Ein Gegensatz zum sozialen Engagement der Spieler

Den vermutlich einkalkulierten Ansehensverlust versuchte der FC Liverpool mit dem Verweis zu begrenzen, zumindest den Rest des Gehalts für seine Belegschaft übernehmen zu wollen, um finanzielle Einbussen der Angestellten zu vermeiden – aber das änderte natürlich nichts an der Empörung. Unmittelbar nach Bekanntgabe der Entscheidung wendeten sich aufgebrachte Mitarbeiter und ehemalige Spieler gegen den Verein. Neben dem Deutschen Dietmar Hamann, der die Entscheidung als Widerspruch zu Moral und Werten des Clubs geisselte, ging der auf der Insel einflussreiche ehemalige Abwehrrecke Jamie Carragher noch einen Schritt weiter: «Jürgen Klopp hat seit Beginn der Pandemie viel Mitgefühl gezeigt. Und dann ist alles vergessen. Armselig, LFC!»

Gegenüber der «BBC» klagte ein anonymer Mitarbeiter, der Club würde seine Angestellten als Familie betiteln: «Ich fühle mich nicht als Familienmitglied, sondern bin enttäuscht. Warum nutzt ein Club, der jährlich Millionen Pfund umsetzt, ein Regierungsmodell zur Bezahlung der Angestellten aus, wenn andere Betriebe viel grössere Not haben?» Eine Antwort auf diese Frage blieb der Verein bislang schuldig.

Mit der Massnahme konterkariert Liverpool das soziale Engagement seines Teams um Kapitän Jordan Henderson, der mit Kollegen einen millionenschweren Hilfsfonds auf die Beine stellt, um Corona-Notleidenden zu helfen. Das bilanzgetriebene Handeln des Clubs dagegen passt zum Zank ums Geld in der Premier League. Die verlangt von den Profis 30 Prozent Gehaltsverzicht, was die Spielergewerkschaft aus Gründen der Solidarität im Lande ablehnt: Nach einem Verzicht würden dem Staat mit seinem Gesundheitssystem 200 Millionen Pfund Steuergelder entgehen.
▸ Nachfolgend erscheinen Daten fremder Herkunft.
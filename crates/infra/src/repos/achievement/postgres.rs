use super::IAchievementRepo;
use crate::repos::shared::query_structs::{
    CertificationFilter, DueQuery, LockCondition, ReminderLock,
};
use certwatch_domain::{
    Achievement, AttachedFile, Certification, CertificationState, Course, Customer, ExpiryPolicy,
    EXPIRING_WINDOW_DAYS, ID,
};
use chrono::{DateTime, Duration, Utc};
use sqlx::{
    types::{Json, Uuid},
    FromRow, PgPool, Postgres, QueryBuilder,
};
use tracing::error;

pub struct PostgresAchievementRepo {
    pool: PgPool,
}

impl PostgresAchievementRepo {
    pub fn new(pool: PgPool) -> Self {
        Self { pool }
    }
}

const CERTIFICATION_SELECT: &str = r#"
    SELECT a.*,
        c.name AS customer_name,
        c.email AS customer_email,
        co.title AS course_title,
        co.category AS course_category
    FROM achievements AS a
    INNER JOIN customers AS c
        ON c.customer_uid = a.customer_uid
    INNER JOIN courses AS co
        ON co.course_uid = a.course_uid
    "#;

#[derive(Debug, FromRow)]
struct AchievementRaw {
    achievement_uid: Uuid,
    tenant_uid: Uuid,
    customer_uid: Uuid,
    course_uid: Uuid,
    certification_date: DateTime<Utc>,
    expiry_date: Option<DateTime<Utc>>,
    is_expired: bool,
    reminders_sent: i64,
    next_reminder_date: Option<DateTime<Utc>>,
    certificate_number: Option<String>,
    attached_file: Option<Json<AttachedFile>>,
    created: DateTime<Utc>,
    updated: DateTime<Utc>,
}

#[derive(Debug, FromRow)]
struct CertificationRaw {
    #[sqlx(flatten)]
    achievement: AchievementRaw,
    customer_name: String,
    customer_email: String,
    course_title: String,
    course_category: String,
}

impl From<AchievementRaw> for Achievement {
    fn from(e: AchievementRaw) -> Self {
        Self {
            id: e.achievement_uid.into(),
            tenant_id: e.tenant_uid.into(),
            customer_id: e.customer_uid.into(),
            course_id: e.course_uid.into(),
            certification_date: e.certification_date,
            expiry_date: e.expiry_date,
            is_expired: e.is_expired,
            reminders_sent: e.reminders_sent,
            next_reminder_date: e.next_reminder_date,
            certificate_number: e.certificate_number,
            attached_file: e.attached_file.map(|file| file.0),
            created: e.created,
            updated: e.updated,
        }
    }
}

impl From<CertificationRaw> for Certification {
    fn from(e: CertificationRaw) -> Self {
        let achievement: Achievement = e.achievement.into();
        let customer = Customer {
            id: achievement.customer_id.clone(),
            tenant_id: achievement.tenant_id.clone(),
            name: e.customer_name,
            email: e.customer_email,
        };
        let course = Course {
            id: achievement.course_id.clone(),
            tenant_id: achievement.tenant_id.clone(),
            title: e.course_title,
            category: e.course_category,
        };
        Self {
            achievement,
            customer,
            course,
        }
    }
}

/// The expiry date the `ExpiryPolicy` assigns to a row
fn push_effective_expiry(qb: &mut QueryBuilder<'_, Postgres>, policy: &ExpiryPolicy) {
    match policy.default_validity_years {
        Some(years) => {
            qb.push("COALESCE(a.expiry_date, a.certification_date + make_interval(years => ");
            qb.push_bind(years as i32);
            qb.push("))");
        }
        None => {
            qb.push("a.expiry_date");
        }
    }
}

fn push_due_condition(qb: &mut QueryBuilder<'_, Postgres>, query: &DueQuery) {
    qb.push("((a.next_reminder_date <= ");
    qb.push_bind(query.now);
    qb.push(") OR (NOT a.is_expired AND ");
    push_effective_expiry(qb, &query.policy);
    qb.push(" < ");
    qb.push_bind(query.now);
    qb.push("))");
    if let Some(tenant_id) = &query.tenant_id {
        qb.push(" AND a.tenant_uid = ");
        qb.push_bind(*tenant_id.inner_ref());
    }
}

fn push_status_condition(
    qb: &mut QueryBuilder<'_, Postgres>,
    status: CertificationState,
    filter: &CertificationFilter,
) {
    let window_end = filter.now + Duration::days(EXPIRING_WINDOW_DAYS);
    match status {
        CertificationState::Expired => {
            qb.push("(a.is_expired OR ");
            push_effective_expiry(qb, &filter.policy);
            qb.push(" < ");
            qb.push_bind(filter.now);
            qb.push(")");
        }
        CertificationState::Expiring => {
            qb.push("(NOT a.is_expired AND ");
            push_effective_expiry(qb, &filter.policy);
            qb.push(" >= ");
            qb.push_bind(filter.now);
            qb.push(" AND ");
            push_effective_expiry(qb, &filter.policy);
            qb.push(" <= ");
            qb.push_bind(window_end);
            qb.push(")");
        }
        CertificationState::Active => {
            qb.push("(NOT a.is_expired AND (");
            push_effective_expiry(qb, &filter.policy);
            qb.push(" IS NULL OR ");
            push_effective_expiry(qb, &filter.policy);
            qb.push(" > ");
            qb.push_bind(window_end);
            qb.push("))");
        }
    }
}

#[async_trait::async_trait]
impl IAchievementRepo for PostgresAchievementRepo {
    async fn insert(&self, achievement: &Achievement) -> anyhow::Result<()> {
        sqlx::query(
            r#"
            INSERT INTO achievements(
                achievement_uid, tenant_uid, customer_uid, course_uid,
                certification_date, expiry_date, is_expired, reminders_sent,
                next_reminder_date, certificate_number, attached_file, created, updated
            )
            VALUES($1, $2, $3, $4, $5, $6, $7, $8, $9, $10, $11, $12, $13)
            "#,
        )
        .bind(achievement.id.inner_ref())
        .bind(achievement.tenant_id.inner_ref())
        .bind(achievement.customer_id.inner_ref())
        .bind(achievement.course_id.inner_ref())
        .bind(achievement.certification_date)
        .bind(achievement.expiry_date)
        .bind(achievement.is_expired)
        .bind(achievement.reminders_sent)
        .bind(achievement.next_reminder_date)
        .bind(&achievement.certificate_number)
        .bind(achievement.attached_file.as_ref().map(Json))
        .bind(achievement.created)
        .bind(achievement.updated)
        .execute(&self.pool)
        .await
        .map_err(|e| {
            error!(
                "Unable to insert achievement: {:?}. DB returned error: {:?}",
                achievement, e
            );
            e
        })?;
        Ok(())
    }

    async fn save(&self, achievement: &Achievement) -> anyhow::Result<()> {
        sqlx::query(
            r#"
            UPDATE achievements
            SET is_expired = $2,
            reminders_sent = GREATEST(reminders_sent, $3),
            next_reminder_date = $4,
            certificate_number = $5,
            attached_file = $6,
            updated = $7,
            reminder_lock_until = NULL
            WHERE achievement_uid = $1
            "#,
        )
        .bind(achievement.id.inner_ref())
        .bind(achievement.is_expired)
        .bind(achievement.reminders_sent)
        .bind(achievement.next_reminder_date)
        .bind(&achievement.certificate_number)
        .bind(achievement.attached_file.as_ref().map(Json))
        .bind(achievement.updated)
        .execute(&self.pool)
        .await
        .map_err(|e| {
            error!(
                "Unable to save achievement: {:?}. DB returned error: {:?}",
                achievement, e
            );
            e
        })?;
        Ok(())
    }

    async fn find(&self, achievement_id: &ID) -> Option<Achievement> {
        let res: Option<AchievementRaw> = sqlx::query_as(
            r#"
            SELECT * FROM achievements
            WHERE achievement_uid = $1
            "#,
        )
        .bind(achievement_id.inner_ref())
        .fetch_optional(&self.pool)
        .await
        .map_err(|e| {
            error!(
                "Find achievement with id: {:?} failed. DB returned error: {:?}",
                achievement_id, e
            );
            e
        })
        .ok()?;
        res.map(|achievement| achievement.into())
    }

    async fn find_certification(&self, achievement_id: &ID) -> Option<Certification> {
        let mut qb = QueryBuilder::<Postgres>::new(CERTIFICATION_SELECT);
        qb.push(" WHERE a.achievement_uid = ");
        qb.push_bind(*achievement_id.inner_ref());
        let res: Option<CertificationRaw> = qb
            .build_query_as()
            .fetch_optional(&self.pool)
            .await
            .map_err(|e| {
                error!(
                    "Find certification with achievement id: {:?} failed. DB returned error: {:?}",
                    achievement_id, e
                );
                e
            })
            .ok()?;
        res.map(|certification| certification.into())
    }

    async fn find_due(&self, query: &DueQuery) -> anyhow::Result<Vec<Certification>> {
        let mut qb = QueryBuilder::<Postgres>::new(CERTIFICATION_SELECT);
        qb.push(" WHERE ");
        push_due_condition(&mut qb, query);
        qb.push(" ORDER BY a.expiry_date ASC, a.achievement_uid ASC");

        let certifications: Vec<CertificationRaw> = qb
            .build_query_as()
            .fetch_all(&self.pool)
            .await
            .map_err(|e| {
                error!(
                    "Find due certifications with query: {:?} failed. DB returned error: {:?}",
                    query, e
                );
                e
            })?;
        Ok(certifications.into_iter().map(|c| c.into()).collect())
    }

    async fn find_by_filter(
        &self,
        filter: &CertificationFilter,
    ) -> anyhow::Result<Vec<Certification>> {
        let mut qb = QueryBuilder::<Postgres>::new(CERTIFICATION_SELECT);
        qb.push(" WHERE a.tenant_uid = ");
        qb.push_bind(*filter.tenant_id.inner_ref());
        if let Some(category) = &filter.category {
            qb.push(" AND co.category = ");
            qb.push_bind(category.clone());
        }
        if let Some(status) = filter.status {
            qb.push(" AND ");
            push_status_condition(&mut qb, status, filter);
        }
        qb.push(" ORDER BY a.is_expired ASC, a.expiry_date ASC");

        let certifications: Vec<CertificationRaw> = qb
            .build_query_as()
            .fetch_all(&self.pool)
            .await
            .map_err(|e| {
                error!(
                    "Find certifications with filter: {:?} failed. DB returned error: {:?}",
                    filter, e
                );
                e
            })?;
        Ok(certifications.into_iter().map(|c| c.into()).collect())
    }

    async fn lock_for_reminder(&self, lock: &ReminderLock) -> anyhow::Result<Option<Achievement>> {
        let mut qb = QueryBuilder::<Postgres>::new(
            "UPDATE achievements AS a SET reminder_lock_until = ",
        );
        qb.push_bind(lock.until);
        qb.push(" WHERE a.achievement_uid = ");
        qb.push_bind(*lock.achievement_id.inner_ref());
        qb.push(" AND (a.reminder_lock_until IS NULL OR a.reminder_lock_until <= ");
        qb.push_bind(lock.now);
        qb.push(")");
        if let LockCondition::Due(query) = &lock.condition {
            qb.push(" AND ");
            push_due_condition(&mut qb, query);
        }
        qb.push(" RETURNING a.*");

        let res: Option<AchievementRaw> = qb
            .build_query_as()
            .fetch_optional(&self.pool)
            .await
            .map_err(|e| {
                error!(
                    "Locking achievement with id: {:?} failed. DB returned error: {:?}",
                    lock.achievement_id, e
                );
                e
            })?;
        Ok(res.map(|achievement| achievement.into()))
    }

    async fn unlock(&self, achievement_id: &ID) -> anyhow::Result<()> {
        sqlx::query(
            r#"
            UPDATE achievements
            SET reminder_lock_until = NULL
            WHERE achievement_uid = $1
            "#,
        )
        .bind(achievement_id.inner_ref())
        .execute(&self.pool)
        .await
        .map_err(|e| {
            error!(
                "Unlocking achievement with id: {:?} failed. DB returned error: {:?}",
                achievement_id, e
            );
            e
        })?;
        Ok(())
    }
}
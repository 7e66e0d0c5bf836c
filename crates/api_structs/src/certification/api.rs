use crate::dtos::{CertificationDTO, CertificationReminderDTO};
use certwatch_domain::{AttachedFile, CertificationState, ID};
use serde::{Deserialize, Serialize};

pub mod send_certification_reminder {
    use super::*;

    #[derive(Serialize, Deserialize)]
    pub struct PathParams {
        pub achievement_id: ID,
    }

    #[derive(Deserialize, Serialize)]
    #[serde(rename_all = "camelCase")]
    pub struct APIResponse {
        pub success: bool,
        pub message: String,
    }

    impl APIResponse {
        pub fn sent() -> Self {
            Self {
                success: true,
                message: "Reminder sent successfully".into(),
            }
        }
    }
}

pub mod send_bulk_reminders {
    use super::*;

    #[derive(Deserialize, Serialize, Debug)]
    #[serde(rename_all = "camelCase")]
    pub struct APIResponse {
        pub success: bool,
        pub message: String,
        /// Reminders delivered
        pub sent: usize,
        /// Reminders that failed to render or send
        pub errors: usize,
        /// Certifications another run was already processing or that were
        /// no longer due
        pub skipped: usize,
    }

    impl APIResponse {
        pub fn new(sent: usize, errors: usize, skipped: usize) -> Self {
            Self {
                success: true,
                message: "Bulk certification reminders sent successfully".into(),
                sent,
                errors,
                skipped,
            }
        }
    }
}

pub mod get_certifications {
    use super::*;

    #[derive(Serialize, Deserialize, Debug, Default)]
    #[serde(rename_all = "camelCase")]
    pub struct QueryParams {
        pub status: Option<CertificationState>,
        pub category: Option<String>,
        /// Only used by platform admins, everybody else lists their own tenant
        pub tenant_id: Option<ID>,
    }

    #[derive(Deserialize, Serialize)]
    #[serde(rename_all = "camelCase")]
    pub struct APIResponse {
        pub certifications: Vec<CertificationDTO>,
    }
}

pub mod get_certification_reminders {
    use super::*;

    #[derive(Serialize, Deserialize)]
    pub struct PathParams {
        pub achievement_id: ID,
    }

    #[derive(Deserialize, Serialize)]
    #[serde(rename_all = "camelCase")]
    pub struct APIResponse {
        pub reminders: Vec<CertificationReminderDTO>,
    }
}

pub mod attach_certificate {
    use super::*;

    #[derive(Serialize, Deserialize)]
    pub struct PathParams {
        pub achievement_id: ID,
    }

    #[derive(Serialize, Deserialize, Debug, Default)]
    #[serde(rename_all = "camelCase")]
    pub struct RequestBody {
        pub certificate_number: Option<String>,
        pub attached_file: Option<AttachedFile>,
    }

    #[derive(Deserialize, Serialize)]
    #[serde(rename_all = "camelCase")]
    pub struct APIResponse {
        pub certification: CertificationDTO,
    }
}
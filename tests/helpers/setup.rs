use certwatch_api::Application;
use certwatch_domain::{
    Achievement, AdminClaims, AdminRole, Course, Customer, ExpiryPolicy, Tenant, ID,
};
use certwatch_infra::{CertwatchContext, InMemoryMailer, StaticTimeSys};
use certwatch_sdk::{CertwatchSDK, Credentials};
use chrono::{DateTime, Duration, TimeZone, Utc};
use std::sync::Arc;

pub const ADMIN_SESSION_SECRET: &str = "integration-session-secret";
pub const CRON_SECRET: &str = "integration-cron-secret";

/// The pinned clock of the spawned server
pub fn now() -> DateTime<Utc> {
    Utc.with_ymd_and_hms(2024, 4, 2, 7, 0, 0).unwrap()
}

pub struct TestApp {
    pub ctx: CertwatchContext,
    pub mailer: Arc<InMemoryMailer>,
    pub address: String,
}

pub struct SeededTenant {
    pub tenant: Tenant,
    pub customer: Customer,
    pub course: Course,
}

impl TestApp {
    pub fn sdk_for(&self, credentials: Credentials) -> CertwatchSDK {
        CertwatchSDK::new(self.address.clone(), credentials)
    }

    pub fn admin_token(&self, tenant_id: Option<ID>, role: AdminRole) -> String {
        AdminClaims {
            sub: ID::new(),
            tenant_id,
            role,
            exp: (Utc::now() + Duration::hours(1)).timestamp(),
        }
        .encode(ADMIN_SESSION_SECRET)
        .expect("Admin token to be encoded")
    }

    pub fn admin_sdk(&self, tenant_id: Option<ID>, role: AdminRole) -> CertwatchSDK {
        self.sdk_for(Credentials::AdminSession(self.admin_token(tenant_id, role)))
    }

    pub fn cron_sdk(&self) -> CertwatchSDK {
        self.sdk_for(Credentials::CronSecret(CRON_SECRET.into()))
    }

    pub async fn seed_tenant(&self, name: &str) -> SeededTenant {
        let tenant = Tenant::new(name);
        self.ctx.repos.tenants.insert(&tenant).await.unwrap();
        let customer = Customer::new(
            tenant.id.clone(),
            "Alex Morgan",
            format!("alex@{}.example.com", tenant.id),
        );
        self.ctx.repos.customers.insert(&customer).await.unwrap();
        let course = Course::new(tenant.id.clone(), "First Aid at Work", "Health & Safety");
        self.ctx.repos.courses.insert(&course).await.unwrap();

        SeededTenant {
            tenant,
            customer,
            course,
        }
    }

    pub async fn add_achievement(
        &self,
        seeded: &SeededTenant,
        expiry: Option<DateTime<Utc>>,
        next_reminder_date: Option<DateTime<Utc>>,
    ) -> Achievement {
        let mut achievement = Achievement::new(
            seeded.tenant.id.clone(),
            seeded.customer.id.clone(),
            seeded.course.id.clone(),
            now() - Duration::days(3 * 365),
            expiry,
        );
        achievement.next_reminder_date = next_reminder_date;
        self.ctx
            .repos
            .achievements
            .insert(&achievement)
            .await
            .unwrap();
        achievement
    }

    pub async fn achievement(&self, achievement_id: &ID) -> Achievement {
        self.ctx
            .repos
            .achievements
            .find(achievement_id)
            .await
            .expect("Achievement to exist")
    }
}

// Launch the application as a background task
pub async fn spawn_app() -> (TestApp, CertwatchSDK, String) {
    let mut ctx = CertwatchContext::create_inmemory();
    ctx.config.port = 0; // Random port
    ctx.config.admin_session_secret = ADMIN_SESSION_SECRET.into();
    ctx.config.cron_secret = Some(CRON_SECRET.into());
    ctx.config.expiry_policy = ExpiryPolicy::never_expiring();
    ctx.config.reminder_sweep_interval_secs = None;
    ctx.sys = Arc::new(StaticTimeSys::at(now()));
    let mailer = Arc::new(InMemoryMailer::new());
    ctx.mailer = mailer.clone();

    let application = Application::new(ctx.clone())
        .await
        .expect("Failed to build application.");

    let address = format!("http://localhost:{}", application.port());
    let _ = actix_web::rt::spawn(async move {
        application
            .start()
            .await
            .expect("Expected application to start");
    });

    let app = TestApp {
        ctx,
        mailer,
        address: address.clone(),
    };
    let sdk = CertwatchSDK::new(address.clone(), Credentials::None);
    (app, sdk, address)
}
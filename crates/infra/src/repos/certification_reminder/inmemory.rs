use super::ICertificationReminderRepo;
use crate::repos::shared::inmemory_repo::*;
use certwatch_domain::{CertificationReminder, ID};

pub struct InMemoryCertificationReminderRepo {
    reminders: std::sync::Mutex<Vec<CertificationReminder>>,
}

impl InMemoryCertificationReminderRepo {
    pub fn new() -> Self {
        Self {
            reminders: std::sync::Mutex::new(Vec::new()),
        }
    }
}

#[async_trait::async_trait]
impl ICertificationReminderRepo for InMemoryCertificationReminderRepo {
    async fn insert(&self, reminder: &CertificationReminder) -> anyhow::Result<()> {
        insert(reminder, &self.reminders);
        Ok(())
    }

    async fn find_by_achievement(
        &self,
        achievement_id: &ID,
    ) -> anyhow::Result<Vec<CertificationReminder>> {
        let mut reminders = find_by(&self.reminders, |r| r.achievement_id == *achievement_id);
        reminders.sort_by_key(|r| r.sent_at);
        Ok(reminders)
    }
}
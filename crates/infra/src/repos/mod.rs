mod achievement;
mod certification_reminder;
mod course;
mod customer;
mod shared;
mod tenant;

use achievement::{IAchievementRepo, InMemoryAchievementRepo, PostgresAchievementRepo};
use certification_reminder::{
    ICertificationReminderRepo, InMemoryCertificationReminderRepo,
    PostgresCertificationReminderRepo,
};
use course::{ICourseRepo, InMemoryCourseRepo, PostgresCourseRepo};
use customer::{ICustomerRepo, InMemoryCustomerRepo, PostgresCustomerRepo};
use sqlx::postgres::PgPoolOptions;
use std::sync::Arc;
use tenant::{ITenantRepo, InMemoryTenantRepo, PostgresTenantRepo};
use tracing::info;

pub use shared::query_structs::*;

#[derive(Clone)]
pub struct Repos {
    pub tenants: Arc<dyn ITenantRepo>,
    pub customers: Arc<dyn ICustomerRepo>,
    pub courses: Arc<dyn ICourseRepo>,
    pub achievements: Arc<dyn IAchievementRepo>,
    pub reminders: Arc<dyn ICertificationReminderRepo>,
}

impl Repos {
    pub async fn create_postgres(connection_string: &str) -> anyhow::Result<Self> {
        info!("DB CHECKING CONNECTION ...");
        let pool = PgPoolOptions::new()
            .max_connections(5)
            .connect(connection_string)
            .await?;
        info!("DB CHECKING CONNECTION ... [done]");
        Ok(Self {
            tenants: Arc::new(PostgresTenantRepo::new(pool.clone())),
            customers: Arc::new(PostgresCustomerRepo::new(pool.clone())),
            courses: Arc::new(PostgresCourseRepo::new(pool.clone())),
            achievements: Arc::new(PostgresAchievementRepo::new(pool.clone())),
            reminders: Arc::new(PostgresCertificationReminderRepo::new(pool)),
        })
    }

    pub fn create_inmemory() -> Self {
        let customers: Arc<dyn ICustomerRepo> = Arc::new(InMemoryCustomerRepo::new());
        let courses: Arc<dyn ICourseRepo> = Arc::new(InMemoryCourseRepo::new());
        Self {
            tenants: Arc::new(InMemoryTenantRepo::new()),
            achievements: Arc::new(InMemoryAchievementRepo::new(
                customers.clone(),
                courses.clone(),
            )),
            customers,
            courses,
            reminders: Arc::new(InMemoryCertificationReminderRepo::new()),
        }
    }
}
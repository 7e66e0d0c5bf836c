use certwatch_domain::ExpiryPolicy;
use certwatch_utils::create_random_secret;
use std::str::FromStr;
use tracing::{info, warn};

#[derive(Debug, Clone, PartialEq)]
pub enum SmtpTls {
    None,
    StartTls,
    Tls,
}

#[derive(Debug, Clone)]
pub struct SmtpConfig {
    pub host: String,
    pub port: u16,
    pub username: Option<String>,
    pub password: Option<String>,
    /// Sender address, e.g. `Certwatch <no-reply@example.com>`
    pub from: String,
    pub tls: SmtpTls,
    pub timeout_secs: u64,
}

#[derive(Debug, Clone)]
pub struct Config {
    /// Port for the application to run on
    pub port: usize,
    /// Secret used to sign and verify admin session tokens
    pub admin_session_secret: String,
    /// Shared secret the cron caller sends in the `x-cron-secret` header.
    /// The cron path is disabled when this is not set.
    pub cron_secret: Option<String>,
    /// What to do with certifications stored without an expiry date
    pub expiry_policy: ExpiryPolicy,
    /// How long a certification stays claimed by one reminder run before
    /// another run may pick it up again
    pub reminder_lock_secs: i64,
    /// When set the server sweeps due reminders on this interval itself
    pub reminder_sweep_interval_secs: Option<u64>,
    /// Outbound email settings. Sending fails with a configuration error
    /// when missing.
    pub smtp: Option<SmtpConfig>,
}

fn parse_env<T: FromStr>(name: &str, default: T) -> T {
    match std::env::var(name) {
        Ok(value) => match value.parse::<T>() {
            Ok(parsed) => parsed,
            Err(_) => {
                warn!(
                    "The given {}: {} is not valid, falling back to the default value.",
                    name, value
                );
                default
            }
        },
        Err(_) => default,
    }
}

fn parse_optional_env<T: FromStr>(name: &str) -> Option<T> {
    let value = std::env::var(name).ok()?;
    match value.parse::<T>() {
        Ok(parsed) => Some(parsed),
        Err(_) => {
            warn!("The given {}: {} is not valid, ignoring it.", name, value);
            None
        }
    }
}

const DEFAULT_REMINDER_LOCK_SECS: i64 = 5 * 60;
const MAX_REMINDER_LOCK_SECS: i64 = 24 * 60 * 60;
const MAX_DEFAULT_VALIDITY_YEARS: u32 = 100;

fn bounded_reminder_lock_secs(secs: i64) -> i64 {
    if (1..=MAX_REMINDER_LOCK_SECS).contains(&secs) {
        return secs;
    }
    warn!(
        "The given REMINDER_LOCK_SECS: {} is not between 1 and {}, falling back to {}.",
        secs, MAX_REMINDER_LOCK_SECS, DEFAULT_REMINDER_LOCK_SECS
    );
    DEFAULT_REMINDER_LOCK_SECS
}

fn bounded_default_validity_years(years: Option<u32>) -> Option<u32> {
    match years {
        Some(years) if !(1..=MAX_DEFAULT_VALIDITY_YEARS).contains(&years) => {
            warn!(
                "The given DEFAULT_VALIDITY_YEARS: {} is not between 1 and {}, ignoring it.",
                years, MAX_DEFAULT_VALIDITY_YEARS
            );
            None
        }
        years => years,
    }
}

impl SmtpConfig {
    fn from_env() -> Option<Self> {
        let host = match std::env::var("SMTP_HOST") {
            Ok(host) => host,
            Err(_) => {
                warn!("Did not find SMTP_HOST environment variable. Reminder emails can not be sent until it is configured.");
                return None;
            }
        };
        let from = match std::env::var("SMTP_FROM") {
            Ok(from) => from,
            Err(_) => {
                warn!("Did not find SMTP_FROM environment variable. Reminder emails can not be sent until it is configured.");
                return None;
            }
        };
        let tls = match std::env::var("SMTP_TLS").as_deref() {
            Ok("none") => SmtpTls::None,
            Ok("tls") => SmtpTls::Tls,
            Ok("starttls") | Err(_) => SmtpTls::StartTls,
            Ok(other) => {
                warn!(
                    "The given SMTP_TLS: {} is not valid, expected none, starttls or tls. Falling back to starttls.",
                    other
                );
                SmtpTls::StartTls
            }
        };

        Some(Self {
            host,
            port: parse_env("SMTP_PORT", 587),
            username: std::env::var("SMTP_USERNAME").ok(),
            password: std::env::var("SMTP_PASSWORD").ok(),
            from,
            tls,
            timeout_secs: parse_env("SMTP_TIMEOUT_SECS", 30),
        })
    }
}

impl Config {
    pub fn new() -> Self {
        let admin_session_secret = match std::env::var("ADMIN_SESSION_SECRET") {
            Ok(secret) => secret,
            Err(_) => {
                info!("Did not find ADMIN_SESSION_SECRET environment variable. Going to create one, existing admin sessions will not survive a restart.");
                create_random_secret(32)
            }
        };
        let cron_secret = std::env::var("CRON_SECRET").ok();
        if cron_secret.is_none() {
            info!("Did not find CRON_SECRET environment variable. The cron reminder trigger is disabled.");
        }

        let expiry_policy = ExpiryPolicy {
            default_validity_years: bounded_default_validity_years(parse_optional_env(
                "DEFAULT_VALIDITY_YEARS",
            )),
        };
        match expiry_policy.default_validity_years {
            Some(years) => info!(
                "Certifications without expiry date are treated as valid for {} years",
                years
            ),
            None => info!("Certifications without expiry date never expire"),
        }

        Self {
            port: parse_env("PORT", 5000),
            admin_session_secret,
            cron_secret,
            expiry_policy,
            reminder_lock_secs: bounded_reminder_lock_secs(parse_env(
                "REMINDER_LOCK_SECS",
                DEFAULT_REMINDER_LOCK_SECS,
            )),
            reminder_sweep_interval_secs: parse_optional_env("REMINDER_SWEEP_INTERVAL_SECS"),
            smtp: SmtpConfig::from_env(),
        }
    }
}

impl Default for Config {
    fn default() -> Self {
        Self::new()
    }
}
Die Premier League will dem System 20 Millionen spenden, die Gewerkschaft fordert mehr. Die Klubs fürchten grosse Einbussen, bei vorzeitigem Saisonende droht eine Teilrückzahlung der TV-Gelder in Höhe von rund 750 Millionen Pfund. Auf Twitter schrieb Oliver Dowden, Staatssekretär für Digitales, Kultur, Medien und Sport, dass die Leute in Krisenzeiten «keine Kämpfe innerhalb unseres Nationalsports» sehen wollen. So ähnlich hätte das bestimmt auch Bill Shankly gesehen.